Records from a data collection
>>>>
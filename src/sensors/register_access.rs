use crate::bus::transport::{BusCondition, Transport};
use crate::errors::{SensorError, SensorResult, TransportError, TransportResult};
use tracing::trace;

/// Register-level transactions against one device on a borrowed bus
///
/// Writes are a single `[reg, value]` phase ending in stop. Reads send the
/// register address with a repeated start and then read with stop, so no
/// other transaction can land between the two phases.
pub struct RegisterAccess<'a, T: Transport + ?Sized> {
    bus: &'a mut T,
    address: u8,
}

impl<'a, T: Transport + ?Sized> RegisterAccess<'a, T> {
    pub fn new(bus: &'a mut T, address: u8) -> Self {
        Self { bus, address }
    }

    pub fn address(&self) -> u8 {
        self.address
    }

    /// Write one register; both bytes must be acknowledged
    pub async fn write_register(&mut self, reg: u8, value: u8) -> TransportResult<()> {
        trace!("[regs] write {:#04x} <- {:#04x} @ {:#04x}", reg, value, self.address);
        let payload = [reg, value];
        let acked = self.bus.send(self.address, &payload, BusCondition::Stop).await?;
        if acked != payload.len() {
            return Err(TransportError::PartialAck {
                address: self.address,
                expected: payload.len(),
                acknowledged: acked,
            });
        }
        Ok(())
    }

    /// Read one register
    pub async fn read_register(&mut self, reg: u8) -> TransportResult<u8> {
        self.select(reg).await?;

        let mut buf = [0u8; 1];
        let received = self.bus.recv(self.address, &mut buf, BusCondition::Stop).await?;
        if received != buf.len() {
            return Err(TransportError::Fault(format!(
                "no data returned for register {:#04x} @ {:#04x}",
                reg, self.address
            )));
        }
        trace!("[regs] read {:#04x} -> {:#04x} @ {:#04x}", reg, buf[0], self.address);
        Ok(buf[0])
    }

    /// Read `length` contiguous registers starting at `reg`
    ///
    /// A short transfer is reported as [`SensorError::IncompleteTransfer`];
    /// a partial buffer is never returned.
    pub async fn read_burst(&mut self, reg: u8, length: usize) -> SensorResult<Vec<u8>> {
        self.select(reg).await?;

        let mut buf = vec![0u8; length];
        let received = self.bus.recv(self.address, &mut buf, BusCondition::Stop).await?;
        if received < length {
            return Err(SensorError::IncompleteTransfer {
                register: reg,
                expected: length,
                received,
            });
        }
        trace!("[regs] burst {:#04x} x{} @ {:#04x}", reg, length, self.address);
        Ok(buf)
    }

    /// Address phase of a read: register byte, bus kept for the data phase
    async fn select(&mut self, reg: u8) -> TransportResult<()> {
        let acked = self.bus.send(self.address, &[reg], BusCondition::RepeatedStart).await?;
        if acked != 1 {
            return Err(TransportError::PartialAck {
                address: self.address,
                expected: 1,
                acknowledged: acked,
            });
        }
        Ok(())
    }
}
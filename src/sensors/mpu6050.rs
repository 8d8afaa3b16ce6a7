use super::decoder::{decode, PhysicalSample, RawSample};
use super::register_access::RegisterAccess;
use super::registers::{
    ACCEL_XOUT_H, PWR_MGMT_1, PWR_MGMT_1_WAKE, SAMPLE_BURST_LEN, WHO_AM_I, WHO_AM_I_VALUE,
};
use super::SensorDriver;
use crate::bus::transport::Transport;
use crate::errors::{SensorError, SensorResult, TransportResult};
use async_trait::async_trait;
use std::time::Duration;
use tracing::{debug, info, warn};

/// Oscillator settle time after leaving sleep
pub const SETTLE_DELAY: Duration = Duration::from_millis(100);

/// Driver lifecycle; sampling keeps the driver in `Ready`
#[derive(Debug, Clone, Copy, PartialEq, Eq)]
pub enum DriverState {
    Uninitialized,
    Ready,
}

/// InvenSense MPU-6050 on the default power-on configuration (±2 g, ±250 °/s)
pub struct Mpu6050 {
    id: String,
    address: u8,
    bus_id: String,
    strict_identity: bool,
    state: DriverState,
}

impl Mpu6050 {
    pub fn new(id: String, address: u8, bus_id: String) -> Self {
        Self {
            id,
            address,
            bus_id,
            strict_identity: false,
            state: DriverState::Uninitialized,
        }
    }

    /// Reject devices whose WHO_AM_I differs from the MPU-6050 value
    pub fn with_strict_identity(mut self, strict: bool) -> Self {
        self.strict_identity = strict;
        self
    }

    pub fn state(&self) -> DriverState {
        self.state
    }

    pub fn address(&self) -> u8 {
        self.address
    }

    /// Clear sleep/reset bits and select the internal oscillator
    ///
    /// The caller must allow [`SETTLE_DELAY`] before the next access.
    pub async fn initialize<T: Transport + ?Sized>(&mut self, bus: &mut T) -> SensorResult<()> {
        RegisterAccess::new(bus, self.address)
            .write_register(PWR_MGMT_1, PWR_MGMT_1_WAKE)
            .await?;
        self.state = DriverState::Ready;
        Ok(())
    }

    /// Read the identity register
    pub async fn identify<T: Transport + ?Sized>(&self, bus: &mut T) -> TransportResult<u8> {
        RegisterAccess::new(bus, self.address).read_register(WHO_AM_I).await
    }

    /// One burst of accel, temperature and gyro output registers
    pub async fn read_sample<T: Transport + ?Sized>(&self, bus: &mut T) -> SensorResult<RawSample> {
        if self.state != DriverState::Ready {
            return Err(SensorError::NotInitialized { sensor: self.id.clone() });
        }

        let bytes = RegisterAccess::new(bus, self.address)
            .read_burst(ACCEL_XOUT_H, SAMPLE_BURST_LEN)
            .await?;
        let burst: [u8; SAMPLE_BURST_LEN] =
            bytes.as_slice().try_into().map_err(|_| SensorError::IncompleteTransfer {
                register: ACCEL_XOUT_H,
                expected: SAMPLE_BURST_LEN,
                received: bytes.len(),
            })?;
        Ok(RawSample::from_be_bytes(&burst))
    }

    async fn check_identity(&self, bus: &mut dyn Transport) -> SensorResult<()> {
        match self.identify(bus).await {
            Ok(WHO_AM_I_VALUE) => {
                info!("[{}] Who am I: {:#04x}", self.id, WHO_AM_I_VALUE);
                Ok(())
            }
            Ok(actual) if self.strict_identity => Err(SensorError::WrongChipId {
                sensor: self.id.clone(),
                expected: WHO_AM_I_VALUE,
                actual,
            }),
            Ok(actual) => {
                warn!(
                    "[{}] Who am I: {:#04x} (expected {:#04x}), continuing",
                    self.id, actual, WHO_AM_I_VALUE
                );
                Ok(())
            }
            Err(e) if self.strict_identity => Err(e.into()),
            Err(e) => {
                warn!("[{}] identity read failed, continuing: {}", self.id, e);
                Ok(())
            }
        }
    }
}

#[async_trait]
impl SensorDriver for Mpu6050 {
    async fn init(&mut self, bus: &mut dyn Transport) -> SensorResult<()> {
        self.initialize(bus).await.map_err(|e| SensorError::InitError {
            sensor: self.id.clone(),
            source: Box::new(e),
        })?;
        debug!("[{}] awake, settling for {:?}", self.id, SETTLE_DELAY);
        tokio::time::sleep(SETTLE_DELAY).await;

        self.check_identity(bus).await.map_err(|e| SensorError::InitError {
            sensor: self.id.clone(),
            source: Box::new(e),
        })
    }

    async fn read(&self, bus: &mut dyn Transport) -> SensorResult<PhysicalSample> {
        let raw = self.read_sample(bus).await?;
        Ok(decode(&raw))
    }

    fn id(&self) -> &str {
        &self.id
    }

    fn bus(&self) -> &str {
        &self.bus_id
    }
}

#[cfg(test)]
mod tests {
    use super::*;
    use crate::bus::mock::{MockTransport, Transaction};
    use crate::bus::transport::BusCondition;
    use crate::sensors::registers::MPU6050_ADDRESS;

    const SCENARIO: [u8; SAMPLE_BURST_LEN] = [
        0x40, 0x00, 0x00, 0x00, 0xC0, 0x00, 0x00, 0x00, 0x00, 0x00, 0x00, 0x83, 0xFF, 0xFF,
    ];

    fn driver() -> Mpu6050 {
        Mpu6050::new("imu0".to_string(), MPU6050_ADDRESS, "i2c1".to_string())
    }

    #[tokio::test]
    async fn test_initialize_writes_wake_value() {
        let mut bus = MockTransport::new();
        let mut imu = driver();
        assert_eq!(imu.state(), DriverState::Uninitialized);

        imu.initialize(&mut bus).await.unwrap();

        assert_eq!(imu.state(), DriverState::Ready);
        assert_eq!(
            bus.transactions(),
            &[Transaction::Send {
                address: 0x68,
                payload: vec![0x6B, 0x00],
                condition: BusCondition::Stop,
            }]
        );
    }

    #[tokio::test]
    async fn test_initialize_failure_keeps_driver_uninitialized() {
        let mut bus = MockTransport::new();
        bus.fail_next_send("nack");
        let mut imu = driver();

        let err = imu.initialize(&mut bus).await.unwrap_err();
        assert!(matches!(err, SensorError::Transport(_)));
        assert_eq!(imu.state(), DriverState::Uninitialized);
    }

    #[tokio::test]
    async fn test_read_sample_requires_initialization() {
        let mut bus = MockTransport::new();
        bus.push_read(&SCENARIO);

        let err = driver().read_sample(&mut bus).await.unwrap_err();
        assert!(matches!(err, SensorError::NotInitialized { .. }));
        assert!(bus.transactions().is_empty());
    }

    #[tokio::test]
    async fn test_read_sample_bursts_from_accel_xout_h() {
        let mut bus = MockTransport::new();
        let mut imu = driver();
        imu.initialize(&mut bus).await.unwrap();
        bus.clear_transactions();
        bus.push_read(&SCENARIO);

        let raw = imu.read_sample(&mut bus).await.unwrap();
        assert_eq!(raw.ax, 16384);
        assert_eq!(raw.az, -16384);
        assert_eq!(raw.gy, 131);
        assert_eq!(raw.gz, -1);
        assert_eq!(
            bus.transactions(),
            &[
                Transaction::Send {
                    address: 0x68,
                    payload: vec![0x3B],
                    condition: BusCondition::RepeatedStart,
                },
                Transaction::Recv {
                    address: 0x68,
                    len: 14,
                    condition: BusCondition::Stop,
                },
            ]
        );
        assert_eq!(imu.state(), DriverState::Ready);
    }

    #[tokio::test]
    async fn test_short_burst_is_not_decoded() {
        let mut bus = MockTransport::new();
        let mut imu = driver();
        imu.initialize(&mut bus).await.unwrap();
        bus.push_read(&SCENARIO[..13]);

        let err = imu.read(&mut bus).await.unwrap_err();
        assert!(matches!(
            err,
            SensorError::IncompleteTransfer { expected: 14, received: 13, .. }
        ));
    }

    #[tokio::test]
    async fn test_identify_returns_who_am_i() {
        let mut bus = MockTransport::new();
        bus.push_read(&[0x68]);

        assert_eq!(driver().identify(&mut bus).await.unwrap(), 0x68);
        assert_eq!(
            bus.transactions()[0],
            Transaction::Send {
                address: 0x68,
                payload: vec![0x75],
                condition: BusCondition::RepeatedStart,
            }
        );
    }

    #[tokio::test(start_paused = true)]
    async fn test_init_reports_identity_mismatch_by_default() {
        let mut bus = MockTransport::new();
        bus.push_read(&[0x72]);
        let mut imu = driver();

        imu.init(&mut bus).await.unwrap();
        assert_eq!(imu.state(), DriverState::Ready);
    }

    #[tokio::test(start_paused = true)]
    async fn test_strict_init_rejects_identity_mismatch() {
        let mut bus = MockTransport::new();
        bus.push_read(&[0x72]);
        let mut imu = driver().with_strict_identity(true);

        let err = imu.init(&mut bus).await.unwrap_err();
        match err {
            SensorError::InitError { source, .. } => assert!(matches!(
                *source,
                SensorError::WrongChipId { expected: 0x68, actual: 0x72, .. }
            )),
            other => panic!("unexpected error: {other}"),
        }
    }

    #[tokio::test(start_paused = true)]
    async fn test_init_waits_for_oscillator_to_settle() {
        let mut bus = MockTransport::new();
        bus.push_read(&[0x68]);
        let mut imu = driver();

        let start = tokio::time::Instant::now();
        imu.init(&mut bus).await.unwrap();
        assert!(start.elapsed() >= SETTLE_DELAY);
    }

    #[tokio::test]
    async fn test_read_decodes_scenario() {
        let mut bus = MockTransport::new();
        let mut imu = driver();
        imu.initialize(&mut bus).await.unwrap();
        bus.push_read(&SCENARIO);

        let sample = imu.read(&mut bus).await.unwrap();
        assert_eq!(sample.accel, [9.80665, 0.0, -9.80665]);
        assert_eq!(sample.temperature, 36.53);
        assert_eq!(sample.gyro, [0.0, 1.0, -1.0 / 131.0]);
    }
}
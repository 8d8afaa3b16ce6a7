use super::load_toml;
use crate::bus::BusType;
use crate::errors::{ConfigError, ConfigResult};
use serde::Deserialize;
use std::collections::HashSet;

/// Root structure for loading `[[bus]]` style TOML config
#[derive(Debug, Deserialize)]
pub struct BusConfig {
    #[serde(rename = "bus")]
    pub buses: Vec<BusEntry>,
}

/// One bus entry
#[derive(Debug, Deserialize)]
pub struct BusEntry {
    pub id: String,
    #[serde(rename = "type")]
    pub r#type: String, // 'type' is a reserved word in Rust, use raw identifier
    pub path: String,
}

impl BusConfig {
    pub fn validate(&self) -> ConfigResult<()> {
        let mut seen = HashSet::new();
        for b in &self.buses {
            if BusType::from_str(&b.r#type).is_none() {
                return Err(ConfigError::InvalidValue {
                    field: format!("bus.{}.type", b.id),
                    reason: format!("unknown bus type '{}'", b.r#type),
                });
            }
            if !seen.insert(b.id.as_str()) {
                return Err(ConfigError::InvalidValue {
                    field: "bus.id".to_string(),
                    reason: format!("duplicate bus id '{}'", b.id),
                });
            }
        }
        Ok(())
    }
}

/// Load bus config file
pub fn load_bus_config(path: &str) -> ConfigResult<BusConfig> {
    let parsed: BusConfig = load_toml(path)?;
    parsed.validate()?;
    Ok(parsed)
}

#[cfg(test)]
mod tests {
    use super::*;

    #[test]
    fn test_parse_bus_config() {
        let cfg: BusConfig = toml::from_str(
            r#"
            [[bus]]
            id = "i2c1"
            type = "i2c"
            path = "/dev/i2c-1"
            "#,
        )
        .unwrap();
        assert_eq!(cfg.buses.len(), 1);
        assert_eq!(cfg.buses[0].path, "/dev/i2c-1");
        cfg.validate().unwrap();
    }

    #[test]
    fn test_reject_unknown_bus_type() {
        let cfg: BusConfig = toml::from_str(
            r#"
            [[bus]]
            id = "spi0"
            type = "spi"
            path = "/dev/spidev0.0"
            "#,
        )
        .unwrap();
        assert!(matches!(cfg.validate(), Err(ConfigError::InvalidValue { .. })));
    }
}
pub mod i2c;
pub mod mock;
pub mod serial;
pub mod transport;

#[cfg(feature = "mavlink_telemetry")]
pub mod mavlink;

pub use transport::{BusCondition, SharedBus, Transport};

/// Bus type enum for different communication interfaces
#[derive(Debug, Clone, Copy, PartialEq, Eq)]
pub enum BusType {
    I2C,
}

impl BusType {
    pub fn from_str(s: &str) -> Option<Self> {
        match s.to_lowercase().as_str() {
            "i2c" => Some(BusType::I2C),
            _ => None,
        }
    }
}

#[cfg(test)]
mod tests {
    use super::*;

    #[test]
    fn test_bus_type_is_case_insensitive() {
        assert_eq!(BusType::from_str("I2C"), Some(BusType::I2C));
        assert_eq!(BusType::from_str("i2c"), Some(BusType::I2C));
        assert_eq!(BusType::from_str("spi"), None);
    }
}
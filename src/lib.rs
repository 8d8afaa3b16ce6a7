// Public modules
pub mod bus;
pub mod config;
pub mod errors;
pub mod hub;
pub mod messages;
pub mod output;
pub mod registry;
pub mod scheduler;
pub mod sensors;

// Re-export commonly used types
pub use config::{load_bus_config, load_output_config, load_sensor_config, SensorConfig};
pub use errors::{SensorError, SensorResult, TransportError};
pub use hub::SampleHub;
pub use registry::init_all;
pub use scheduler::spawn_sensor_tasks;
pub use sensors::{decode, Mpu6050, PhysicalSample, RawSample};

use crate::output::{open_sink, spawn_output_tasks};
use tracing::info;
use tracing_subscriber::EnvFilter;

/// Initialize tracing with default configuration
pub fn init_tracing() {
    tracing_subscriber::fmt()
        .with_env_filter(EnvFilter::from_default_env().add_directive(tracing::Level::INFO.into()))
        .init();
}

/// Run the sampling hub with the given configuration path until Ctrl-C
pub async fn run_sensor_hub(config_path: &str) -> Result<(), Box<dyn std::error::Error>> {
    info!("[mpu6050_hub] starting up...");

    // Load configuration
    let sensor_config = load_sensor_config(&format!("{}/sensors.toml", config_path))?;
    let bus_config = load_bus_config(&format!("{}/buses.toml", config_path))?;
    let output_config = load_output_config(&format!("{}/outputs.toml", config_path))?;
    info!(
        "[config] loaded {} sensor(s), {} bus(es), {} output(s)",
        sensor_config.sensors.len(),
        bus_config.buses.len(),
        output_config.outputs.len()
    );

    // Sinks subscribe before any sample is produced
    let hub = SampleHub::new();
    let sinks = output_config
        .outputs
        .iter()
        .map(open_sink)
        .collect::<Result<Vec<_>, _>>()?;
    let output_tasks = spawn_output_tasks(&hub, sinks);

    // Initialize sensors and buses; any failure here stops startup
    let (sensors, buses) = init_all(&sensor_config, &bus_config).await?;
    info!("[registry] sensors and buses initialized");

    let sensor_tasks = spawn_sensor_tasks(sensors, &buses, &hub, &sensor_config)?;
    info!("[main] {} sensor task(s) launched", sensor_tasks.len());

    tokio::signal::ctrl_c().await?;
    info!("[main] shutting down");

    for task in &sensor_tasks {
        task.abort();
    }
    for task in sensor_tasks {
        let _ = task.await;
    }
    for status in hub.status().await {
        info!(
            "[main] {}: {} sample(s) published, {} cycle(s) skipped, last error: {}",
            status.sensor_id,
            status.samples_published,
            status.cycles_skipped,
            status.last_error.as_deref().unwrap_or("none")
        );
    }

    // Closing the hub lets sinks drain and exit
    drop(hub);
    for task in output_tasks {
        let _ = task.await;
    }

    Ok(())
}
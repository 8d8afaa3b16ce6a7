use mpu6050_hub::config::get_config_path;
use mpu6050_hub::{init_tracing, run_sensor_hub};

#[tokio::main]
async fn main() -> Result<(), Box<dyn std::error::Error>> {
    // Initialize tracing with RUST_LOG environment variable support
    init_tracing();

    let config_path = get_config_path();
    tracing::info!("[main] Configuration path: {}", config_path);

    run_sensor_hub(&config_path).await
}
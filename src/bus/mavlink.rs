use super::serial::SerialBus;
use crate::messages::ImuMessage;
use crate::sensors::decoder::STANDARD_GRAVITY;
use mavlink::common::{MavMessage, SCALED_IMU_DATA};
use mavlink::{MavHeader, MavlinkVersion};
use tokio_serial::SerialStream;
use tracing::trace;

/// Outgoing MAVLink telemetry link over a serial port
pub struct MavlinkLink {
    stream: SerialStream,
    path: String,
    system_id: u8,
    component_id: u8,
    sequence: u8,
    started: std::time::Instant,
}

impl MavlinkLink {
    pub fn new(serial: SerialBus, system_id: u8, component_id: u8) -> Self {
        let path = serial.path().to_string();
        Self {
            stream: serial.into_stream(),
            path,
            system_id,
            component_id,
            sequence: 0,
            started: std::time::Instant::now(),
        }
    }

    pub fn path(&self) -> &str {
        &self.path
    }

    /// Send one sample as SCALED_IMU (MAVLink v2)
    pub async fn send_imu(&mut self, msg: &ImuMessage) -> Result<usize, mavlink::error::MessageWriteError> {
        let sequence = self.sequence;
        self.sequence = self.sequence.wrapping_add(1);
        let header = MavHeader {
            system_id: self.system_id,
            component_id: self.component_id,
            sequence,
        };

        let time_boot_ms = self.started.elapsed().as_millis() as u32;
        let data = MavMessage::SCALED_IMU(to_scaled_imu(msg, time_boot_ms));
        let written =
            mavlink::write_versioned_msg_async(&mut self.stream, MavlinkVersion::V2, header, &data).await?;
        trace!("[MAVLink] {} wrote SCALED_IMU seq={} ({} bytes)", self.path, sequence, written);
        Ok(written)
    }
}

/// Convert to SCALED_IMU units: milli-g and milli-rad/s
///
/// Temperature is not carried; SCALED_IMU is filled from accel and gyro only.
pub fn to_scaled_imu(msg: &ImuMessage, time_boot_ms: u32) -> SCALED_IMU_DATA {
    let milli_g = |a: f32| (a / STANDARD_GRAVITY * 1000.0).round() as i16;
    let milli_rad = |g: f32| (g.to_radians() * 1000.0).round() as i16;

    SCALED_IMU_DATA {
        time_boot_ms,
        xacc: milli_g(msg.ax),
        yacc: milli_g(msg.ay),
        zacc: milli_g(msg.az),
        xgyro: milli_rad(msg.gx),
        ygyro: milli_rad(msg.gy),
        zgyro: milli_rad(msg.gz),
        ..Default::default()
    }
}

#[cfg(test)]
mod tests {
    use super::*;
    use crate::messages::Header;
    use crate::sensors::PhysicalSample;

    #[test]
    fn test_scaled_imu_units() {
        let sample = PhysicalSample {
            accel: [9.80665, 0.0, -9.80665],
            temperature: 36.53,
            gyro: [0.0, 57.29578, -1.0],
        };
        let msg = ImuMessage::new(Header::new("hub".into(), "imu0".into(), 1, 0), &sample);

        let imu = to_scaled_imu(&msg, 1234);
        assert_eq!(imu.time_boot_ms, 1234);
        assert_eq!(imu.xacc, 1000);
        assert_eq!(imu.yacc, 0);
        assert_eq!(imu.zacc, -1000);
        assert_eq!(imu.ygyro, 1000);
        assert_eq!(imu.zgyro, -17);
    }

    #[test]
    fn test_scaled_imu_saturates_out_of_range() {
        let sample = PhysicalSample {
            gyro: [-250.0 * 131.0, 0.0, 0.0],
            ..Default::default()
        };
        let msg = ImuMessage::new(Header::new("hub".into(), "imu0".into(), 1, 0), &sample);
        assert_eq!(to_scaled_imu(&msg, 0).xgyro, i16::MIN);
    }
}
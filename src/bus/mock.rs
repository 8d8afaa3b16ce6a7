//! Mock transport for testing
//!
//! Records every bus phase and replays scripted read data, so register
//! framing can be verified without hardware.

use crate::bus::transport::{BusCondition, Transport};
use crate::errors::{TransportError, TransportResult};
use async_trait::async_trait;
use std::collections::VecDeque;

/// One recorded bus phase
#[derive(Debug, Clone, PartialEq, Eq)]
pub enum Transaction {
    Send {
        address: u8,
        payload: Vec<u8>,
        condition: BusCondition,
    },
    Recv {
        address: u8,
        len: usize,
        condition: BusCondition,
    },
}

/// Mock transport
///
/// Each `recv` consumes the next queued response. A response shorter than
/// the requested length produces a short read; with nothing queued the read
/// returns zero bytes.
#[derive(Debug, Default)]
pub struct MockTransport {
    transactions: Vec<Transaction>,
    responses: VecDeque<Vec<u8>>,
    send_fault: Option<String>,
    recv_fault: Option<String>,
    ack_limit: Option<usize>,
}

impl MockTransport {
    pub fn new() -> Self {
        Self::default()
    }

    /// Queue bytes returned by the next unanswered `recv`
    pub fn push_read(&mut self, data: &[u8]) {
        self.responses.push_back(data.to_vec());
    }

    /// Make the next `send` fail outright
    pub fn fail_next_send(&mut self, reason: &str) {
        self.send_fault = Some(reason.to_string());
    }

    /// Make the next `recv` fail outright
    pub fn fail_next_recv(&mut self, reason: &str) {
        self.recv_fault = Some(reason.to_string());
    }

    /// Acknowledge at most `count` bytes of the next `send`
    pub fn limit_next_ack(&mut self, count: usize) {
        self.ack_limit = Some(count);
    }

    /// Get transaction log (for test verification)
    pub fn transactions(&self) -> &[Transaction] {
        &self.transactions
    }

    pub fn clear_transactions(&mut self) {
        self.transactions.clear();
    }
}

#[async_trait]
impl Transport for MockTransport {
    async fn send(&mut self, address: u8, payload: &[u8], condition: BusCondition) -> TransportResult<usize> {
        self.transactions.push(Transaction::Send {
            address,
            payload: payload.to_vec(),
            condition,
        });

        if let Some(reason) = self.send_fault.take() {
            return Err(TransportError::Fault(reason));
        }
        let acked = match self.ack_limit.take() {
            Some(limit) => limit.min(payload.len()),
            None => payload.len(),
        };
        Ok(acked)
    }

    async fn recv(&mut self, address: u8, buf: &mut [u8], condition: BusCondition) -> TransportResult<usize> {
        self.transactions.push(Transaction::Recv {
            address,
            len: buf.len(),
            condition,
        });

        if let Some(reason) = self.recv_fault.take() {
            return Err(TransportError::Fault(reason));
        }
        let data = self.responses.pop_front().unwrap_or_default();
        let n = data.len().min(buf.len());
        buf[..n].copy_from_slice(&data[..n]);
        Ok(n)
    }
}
<<<<
**Activity**
Say how many lines in the entries above contain the string "decoder". Give the number by itself.

**Solution for this task**
2